**WHAT TO DO**
Copy every line of the entries that includes the word "state".

[DATA SHOWN Boundary: Start]

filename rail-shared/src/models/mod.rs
pub mod events;
use async_trait::async_trait;
use crate::model::{Booking, BookingId, InvariantBreach, LedgerStats, Train, TrainId};
use crate::LedgerResult;

/// Backing store for the combined train and booking state.
///
/// `create_train` and `book_ticket` must be linearizable with respect to each
/// other. Inputs reaching the store are already validated.
#[async_trait]
pub trait LedgerRepository: Send + Sync {
    async fn create_train(&self, name: &str, capacity: u32) -> LedgerResult<Train>;

    /// Reserve one seat as a single indivisible transition.
    async fn book_ticket(&self, train_id: TrainId, passenger: &str) -> LedgerResult<Booking>;

    async fn get_train(&self, train_id: TrainId) -> LedgerResult<Train>;

    async fn get_booking(&self, booking_id: BookingId) -> LedgerResult<Booking>;

    async fn list_trains(&self) -> LedgerResult<Vec<Train>>;

    async fn list_passenger_bookings(&self, passenger: &str) -> LedgerResult<Vec<Booking>>;

    async fn stats(&self) -> LedgerResult<LedgerStats>;

    async fn audit(&self) -> LedgerResult<Vec<InvariantBreach>>;
}
use axum::{http::Method, Router};
use tower_http::cors::CorsLayer;
use tower_http::trace::TraceLayer;

pub mod auth;
pub mod bookings;
pub mod error;
pub mod extract;
pub mod ledger;
pub mod middleware;
pub mod state;
pub mod stream;
pub mod trains;

pub use state::{AppState, AuthConfig};

pub fn app(state: AppState) -> Router {
    // CORS Middleware
    let cors = CorsLayer::new()
        .allow_origin(tower_http::cors::Any)
        .allow_methods([Method::GET, Method::POST, Method::OPTIONS])
        .allow_headers([
            axum::http::header::AUTHORIZATION,
            axum::http::header::CONTENT_TYPE,
            axum::http::header::USER_AGENT,
        ]);

    Router::new()
        .merge(auth::routes())
        .merge(trains::routes(state.clone()))
        .merge(bookings::routes(state.clone()))
        .merge(ledger::routes())
        .merge(stream::routes())
        .layer(cors)
        .layer(TraceLayer::new_for_http())
        .with_state(state)
}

[DATA SHOWN Boundary: End]

**PROBLEM SOLUTION**
/// Backing store for the combined train and booking state.
pub mod state;
pub use state::{AppState, AuthConfig};
pub fn app(state: AppState) -> Router {
        .merge(trains::routes(state.clone()))
        .merge(bookings::routes(state.clone()))
        .with_state(state)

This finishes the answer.